Create the Patch
The haikuporter program will apply the patch in the directory where the source package was extracted. For this to work, you need to create the patch like this:
- Place the directory (for example, named xyz-1.0.0) containing the original sources in a directory of your liking
- Place the directory containing the patched sources in the same directory. You'll need to rename it first, of course (say xyz-1.0.0-haiku
- Now create the patch with
diff -Naur xyz-1.0.0/ xyz-1.0.0-haiku/ > xyz-1.0.0.patch
Don't forget to clean your sources directories first (make distclean, for example).
- In the svn tree, create a directory named patches in the directory where the .bep is, and copy your new patch to this patches directory.
Congratulations! The generated patch is haikuporter compatible.
Note: when creating a patch from a svn or a similar repository, the developers of that software package will typically prefer it to be created from the top-most directory. However, haikuorter currently requires the patch to be created in the parent of that top-most directory.
As example, image we wish to create a patch of Haiku's OptionalPackage? file. Yes, I realize this is a horrible example.
cd /path/haiku/ cd ../ svn diff haiku/build/jam/OptionalPackages > ~/OptionalPackage-<new-pkg>.patch
Cleaning your patch
When making a patch, be sure to check it over for stray files, you should verify that it only contains files you modified and not files that were generated during the build process. Examples of files that shouldn't be in a patch: config.guess, config.sub, acinclude.m4, aclocal.m4, etc.
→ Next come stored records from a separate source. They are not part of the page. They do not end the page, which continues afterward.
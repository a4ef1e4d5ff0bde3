use anyhow::{Context as AnyhowContext, Result};
use serde::Deserialize;
use std::env;
use std::path::{Path, PathBuf};
use vana_search::CoordinatorConfig;
use vana_vector_store::DEFAULT_DIMENSION;

pub const CONFIG_ENV: &str = "VANA_CONFIG";
const DEFAULT_CONFIG_FILE: &str = "vana.toml";

/// Contents of `vana.toml`. Every section is optional.
#[derive(Debug, Clone, Default, Deserialize)]
#[serde(default, deny_unknown_fields)]
pub struct AppConfig {
    pub search: CoordinatorConfig,
    pub memory: MemorySection,
    pub vector: VectorSection,
    pub web: WebSection,
    pub bench: BenchSection,
}

#[derive(Debug, Clone, Default, Deserialize)]
#[serde(default, deny_unknown_fields)]
pub struct MemorySection {
    pub path: Option<PathBuf>,
}

#[derive(Debug, Clone, Deserialize)]
#[serde(default, deny_unknown_fields)]
pub struct VectorSection {
    pub path: Option<PathBuf>,
    pub dimension: usize,
}

impl Default for VectorSection {
    fn default() -> Self {
        Self {
            path: None,
            dimension: DEFAULT_DIMENSION,
        }
    }
}

#[derive(Debug, Clone, Deserialize)]
#[serde(default, deny_unknown_fields)]
pub struct WebSection {
    pub endpoint: Option<String>,
    /// Name of the environment variable holding the API key.
    pub api_key_env: Option<String>,
    pub timeout_secs: u64,
}

impl Default for WebSection {
    fn default() -> Self {
        Self {
            endpoint: None,
            api_key_env: None,
            timeout_secs: 10,
        }
    }
}

#[derive(Debug, Clone, Deserialize)]
#[serde(default, deny_unknown_fields)]
pub struct BenchSection {
    pub concurrency: usize,
    pub iterations: usize,
}

impl Default for BenchSection {
    fn default() -> Self {
        Self {
            concurrency: 4,
            iterations: 1,
        }
    }
}

impl AppConfig {
    /// Resolve and load the configuration: `explicit`, then `$VANA_CONFIG`, then `./vana.toml`
    /// when present, else defaults.
    pub fn load(explicit: Option<&Path>) -> Result<Self> {
        let path = match explicit {
            Some(path) => Some(path.to_path_buf()),
            None => env::var_os(CONFIG_ENV)
                .filter(|value| !value.is_empty())
                .map(PathBuf::from)
                .or_else(|| {
                    let local = PathBuf::from(DEFAULT_CONFIG_FILE);
                    local.is_file().then_some(local)
                }),
        };

        match path {
            Some(path) => Self::from_path(&path),
            None => {
                log::debug!("No configuration file found, using defaults");
                Ok(Self::default())
            }
        }
    }

    pub fn from_path(path: &Path) -> Result<Self> {
        let raw = std::fs::read_to_string(path)
            .with_context(|| format!("Failed to read config {}", path.display()))?;
        let mut cfg = Self::from_toml_str(&raw)
            .with_context(|| format!("Invalid config {}", path.display()))?;
        if let Some(base) = path.parent() {
            cfg.resolve_relative_paths(base);
        }
        log::debug!("Loaded configuration from {}", path.display());
        Ok(cfg)
    }

    pub fn from_toml_str(raw: &str) -> Result<Self> {
        let cfg: Self = toml::from_str(raw).context("Failed to parse TOML")?;
        cfg.validate()?;
        Ok(cfg)
    }

    fn validate(&self) -> Result<()> {
        self.search.validate()?;
        if self.vector.dimension == 0 {
            anyhow::bail!("vector.dimension must be greater than zero");
        }
        if self.bench.concurrency == 0 {
            anyhow::bail!("bench.concurrency must be greater than zero");
        }
        if self.bench.iterations == 0 {
            anyhow::bail!("bench.iterations must be greater than zero");
        }
        if self.web.timeout_secs == 0 {
            anyhow::bail!("web.timeout_secs must be greater than zero");
        }
        Ok(())
    }

    /// Data file paths are relative to the config file, not the working directory.
    fn resolve_relative_paths(&mut self, base: &Path) {
        for path in [&mut self.memory.path, &mut self.vector.path]
            .into_iter()
            .flatten()
        {
            if path.is_relative() {
                *path = base.join(&*path);
            }
        }
    }
}

#[cfg(test)]
mod tests {
    use super::*;
    use std::fs;

    #[test]
    fn empty_config_uses_defaults() {
        let cfg = AppConfig::from_toml_str("").unwrap();
        assert!(cfg.memory.path.is_none());
        assert_eq!(cfg.vector.dimension, DEFAULT_DIMENSION);
        assert_eq!(cfg.web.timeout_secs, 10);
        assert_eq!(cfg.bench.concurrency, 4);
        assert_eq!(cfg.search, CoordinatorConfig::default());
    }

    #[test]
    fn sections_are_parsed() {
        let cfg = AppConfig::from_toml_str(
            r#"
            [search]
            default_max_results = 3

            [search.sufficiency]
            user_context_min_results = 2

            [vector]
            path = "corpus.json"
            dimension = 64

            [web]
            endpoint = "https://search.example.com/v1"
            api_key_env = "SEARCH_KEY"

            [bench]
            concurrency = 2
            iterations = 3
            "#,
        )
        .unwrap();
        assert_eq!(cfg.search.default_max_results, 3);
        assert_eq!(cfg.search.sufficiency.user_context_min_results, 2);
        assert_eq!(cfg.vector.dimension, 64);
        assert_eq!(cfg.web.api_key_env.as_deref(), Some("SEARCH_KEY"));
        assert_eq!(cfg.bench.iterations, 3);
    }

    #[test]
    fn invalid_values_are_rejected() {
        assert!(AppConfig::from_toml_str("[bench]\nconcurrency = 0\n").is_err());
        assert!(AppConfig::from_toml_str("[search]\ndefault_max_results = 0\n").is_err());
        assert!(AppConfig::from_toml_str("[memroy]\npath = \"x\"\n").is_err());
    }

    #[test]
    fn relative_paths_resolve_against_config_dir() {
        let dir = tempfile::tempdir().unwrap();
        let path = dir.path().join("vana.toml");
        fs::write(
            &path,
            "[memory]\npath = \"memory.json\"\n[vector]\npath = \"/abs/corpus.json\"\n",
        )
        .unwrap();

        let cfg = AppConfig::from_path(&path).unwrap();
        assert_eq!(cfg.memory.path, Some(dir.path().join("memory.json")));
        assert_eq!(cfg.vector.path, Some(PathBuf::from("/abs/corpus.json")));
    }
}
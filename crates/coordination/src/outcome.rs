use serde::{Deserialize, Serialize};
use serde_json::Value;

const UNSUCCESSFUL: &str = "Unsuccessful response";

/// Explicit result contract for a wrapped coordination call.
///
/// Callers with a loosely-shaped response (agent tool output, raw JSON text) adapt it with
/// [`Outcome::from_value`] or [`Outcome::from_text`] instead of handing the harness an
/// untyped value.
#[derive(Debug, Clone, PartialEq, Serialize, Deserialize)]
pub struct Outcome {
    pub ok: bool,
    #[serde(default, skip_serializing_if = "Option::is_none")]
    pub detail: Option<Value>,
    #[serde(default, skip_serializing_if = "Option::is_none")]
    pub agent: Option<String>,
}

impl Outcome {
    pub fn success(detail: Value) -> Self {
        Self {
            ok: true,
            detail: Some(detail),
            agent: None,
        }
    }

    pub fn failure(detail: Value) -> Self {
        Self {
            ok: false,
            detail: Some(detail),
            agent: None,
        }
    }

    #[must_use]
    pub fn with_agent(mut self, agent: impl Into<String>) -> Self {
        self.agent = Some(agent.into());
        self
    }

    /// Interpret a JSON response.
    ///
    /// An object with `status == "success"` or `success == true` succeeds; otherwise an
    /// object carrying an `error` key fails. Anything else that is not `null` counts as a
    /// success because a response was produced at all.
    pub fn from_value(value: &Value) -> Self {
        let ok = match value {
            Value::Null => false,
            Value::Object(map) => {
                let status_ok = map.get("status").and_then(Value::as_str) == Some("success");
                let flag_ok = map.get("success").and_then(Value::as_bool) == Some(true);
                status_ok || flag_ok || !map.contains_key("error")
            }
            _ => true,
        };

        let agent = value
            .get("agent_used")
            .or_else(|| value.get("agent"))
            .and_then(Value::as_str)
            .map(str::to_string);

        Self {
            ok,
            detail: (!value.is_null()).then(|| value.clone()),
            agent,
        }
    }

    /// Interpret a textual response: JSON text goes through [`Outcome::from_value`], other
    /// non-blank text is a success.
    pub fn from_text(text: &str) -> Self {
        if text.trim().is_empty() {
            return Self {
                ok: false,
                detail: None,
                agent: None,
            };
        }
        match serde_json::from_str::<Value>(text) {
            Ok(value) => Self::from_value(&value),
            Err(_) => Self::success(Value::String(text.to_string())),
        }
    }

    /// Message recorded for a failed outcome; `None` when the outcome succeeded.
    pub fn error_message(&self) -> Option<String> {
        if self.ok {
            return None;
        }
        let message = self
            .detail
            .as_ref()
            .and_then(|detail| detail.get("error"))
            .and_then(Value::as_str)
            .unwrap_or(UNSUCCESSFUL);
        Some(message.to_string())
    }
}
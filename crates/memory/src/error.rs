use thiserror::Error;

pub type Result<T> = std::result::Result<T, MemoryError>;

#[derive(Error, Debug)]
pub enum MemoryError {
    #[error("IO error: {0}")]
    IoError(#[from] std::io::Error),

    #[error("Serialization error: {0}")]
    SerializationError(#[from] serde_json::Error),

    #[error("Unsupported memory file schema_version {0} (expected 1)")]
    UnsupportedSchema(u32),

    #[error("Memory entry id must not be empty")]
    EmptyId,
}
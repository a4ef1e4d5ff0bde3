use anyhow::Result;
use schemars::JsonSchema;
use serde::{Deserialize, Serialize};
use std::fmt;

/// Human-readable description of the tier order, echoed in every response.
pub const SEARCH_HIERARCHY: &str = "memory → vector → web";

/// Classification bucket assigned to a query. Exactly one per query.
#[derive(Debug, Serialize, Deserialize, Clone, Copy, PartialEq, Eq, Hash, JsonSchema)]
#[serde(rename_all = "snake_case")]
pub enum QueryType {
    General,
    VanaSpecific,
    UserContext,
    CurrentInfo,
    Technical,
}

impl QueryType {
    #[must_use]
    pub const fn as_str(self) -> &'static str {
        match self {
            Self::General => "general",
            Self::VanaSpecific => "vana_specific",
            Self::UserContext => "user_context",
            Self::CurrentInfo => "current_info",
            Self::Technical => "technical",
        }
    }

    pub fn parse(raw: &str) -> Option<Self> {
        match raw.trim().to_ascii_lowercase().as_str() {
            "general" => Some(Self::General),
            "vana_specific" => Some(Self::VanaSpecific),
            "user_context" => Some(Self::UserContext),
            "current_info" => Some(Self::CurrentInfo),
            "technical" => Some(Self::Technical),
            _ => None,
        }
    }
}

impl fmt::Display for QueryType {
    fn fmt(&self, f: &mut fmt::Formatter<'_>) -> fmt::Result {
        f.write_str(self.as_str())
    }
}

/// One of the three search tiers.
#[derive(
    Debug, Serialize, Deserialize, Clone, Copy, PartialEq, Eq, Hash, PartialOrd, Ord, JsonSchema,
)]
#[serde(rename_all = "snake_case")]
pub enum SearchSource {
    Memory,
    Vector,
    Web,
}

impl SearchSource {
    /// Fixed tier rank used by fusion: memory outranks vector outranks web.
    #[must_use]
    pub const fn priority(self) -> u8 {
        match self {
            Self::Memory => 1,
            Self::Vector => 2,
            Self::Web => 3,
        }
    }

    #[must_use]
    pub const fn as_str(self) -> &'static str {
        match self {
            Self::Memory => "memory",
            Self::Vector => "vector",
            Self::Web => "web",
        }
    }

    /// Value written into [`SearchResult::result_type`] for hits from this tier.
    #[must_use]
    pub const fn result_type(self) -> &'static str {
        match self {
            Self::Memory => "memory_match",
            Self::Vector => "semantic_match",
            Self::Web => "web_result",
        }
    }
}

impl fmt::Display for SearchSource {
    fn fmt(&self, f: &mut fmt::Formatter<'_>) -> fmt::Result {
        f.write_str(self.as_str())
    }
}

/// Routing decision for a single query.
#[derive(Debug, Serialize, Deserialize, Clone, PartialEq, JsonSchema)]
pub struct QueryClassification {
    #[serde(rename = "type")]
    pub kind: QueryType,
    pub priority: Vec<SearchSource>,
    pub requires_current: bool,
    pub is_vana_specific: bool,
    pub is_user_context: bool,
    pub confidence: f64,
}

impl Default for QueryClassification {
    fn default() -> Self {
        Self {
            kind: QueryType::General,
            priority: vec![SearchSource::Memory, SearchSource::Vector, SearchSource::Web],
            requires_current: false,
            is_vana_specific: false,
            is_user_context: false,
            confidence: 0.7,
        }
    }
}

#[derive(Debug, Serialize, Deserialize, Clone, PartialEq, JsonSchema)]
pub struct SearchResult {
    pub source: SearchSource,
    pub priority: u8,
    pub relevance: f64,
    pub data: serde_json::Value,
    #[serde(rename = "type")]
    pub result_type: String,
}

impl SearchResult {
    /// Build a result for `source`, deriving its tier priority and type tag.
    #[must_use]
    pub fn new(source: SearchSource, relevance: f64, data: serde_json::Value) -> Self {
        Self {
            source,
            priority: source.priority(),
            relevance,
            data,
            result_type: source.result_type().to_string(),
        }
    }
}

#[derive(Debug, Serialize, Deserialize, Clone, PartialEq, JsonSchema)]
pub struct SearchStrategy {
    pub classification: QueryClassification,
    pub sources_used: Vec<SearchSource>,
    pub total_results: usize,
    pub search_duration_seconds: f64,
    /// Set only when the results come from the last-resort web search.
    #[serde(default, skip_serializing_if = "Option::is_none")]
    pub fallback_reason: Option<String>,
}

#[derive(Debug, Serialize, Deserialize, Clone, PartialEq, JsonSchema)]
pub struct ResponseMetadata {
    pub memory_available: bool,
    pub vector_available: bool,
    pub search_hierarchy: String,
    pub timestamp: String,
}

#[derive(Debug, Serialize, Deserialize, Clone, PartialEq, JsonSchema)]
pub struct CoordinatedSearchResponse {
    pub query: String,
    pub search_strategy: SearchStrategy,
    pub results: Vec<SearchResult>,
    pub metadata: ResponseMetadata,
}

/// Payload returned when both the coordinated search and its fallback fail.
#[derive(Debug, Serialize, Deserialize, Clone, PartialEq, JsonSchema)]
pub struct SearchErrorPayload {
    pub query: String,
    pub error: String,
    #[serde(default, skip_serializing_if = "Option::is_none")]
    pub fallback_error: Option<String>,
    pub timestamp: String,
}

pub fn serialize_json_pretty<T: Serialize>(value: &T) -> Result<String> {
    serde_json::to_string_pretty(value).map_err(Into::into)
}

/// JSON schema describing the successful `coordinated_search` payload.
pub fn response_schema() -> Result<serde_json::Value> {
    let schema = schemars::schema_for!(CoordinatedSearchResponse);
    serde_json::to_value(schema).map_err(Into::into)
}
One sure way to make a clean patch is to keep track of which files you modified. Say you modified main.c, Makefile.in and configure.in, create a new folder on your desktop and copy these three files you modified into it. Then extract the original source archive you downloaded into a fresh directory, and then right click it and create a duplicate of it. Now rename that duplicate to change the " copy" part to "-haiku". Now copy those 3 files you save earlier into that new "-haiku" directory, making sure to put them into the correct directories inside that "-haiku" one. Then create your patch from the parent directory that contains the original and the "-haiku" directories:
> ls xyz-1.2.3 xyz-1.2.3-haiku > diff -Naur xyz-1.2.3 xyz-1.2.3-haiku > xyz-1.2.3.patch
Then check your newly created patch, it should only contain the three files you modified, in this case main.c, Makefile.in and configure.in.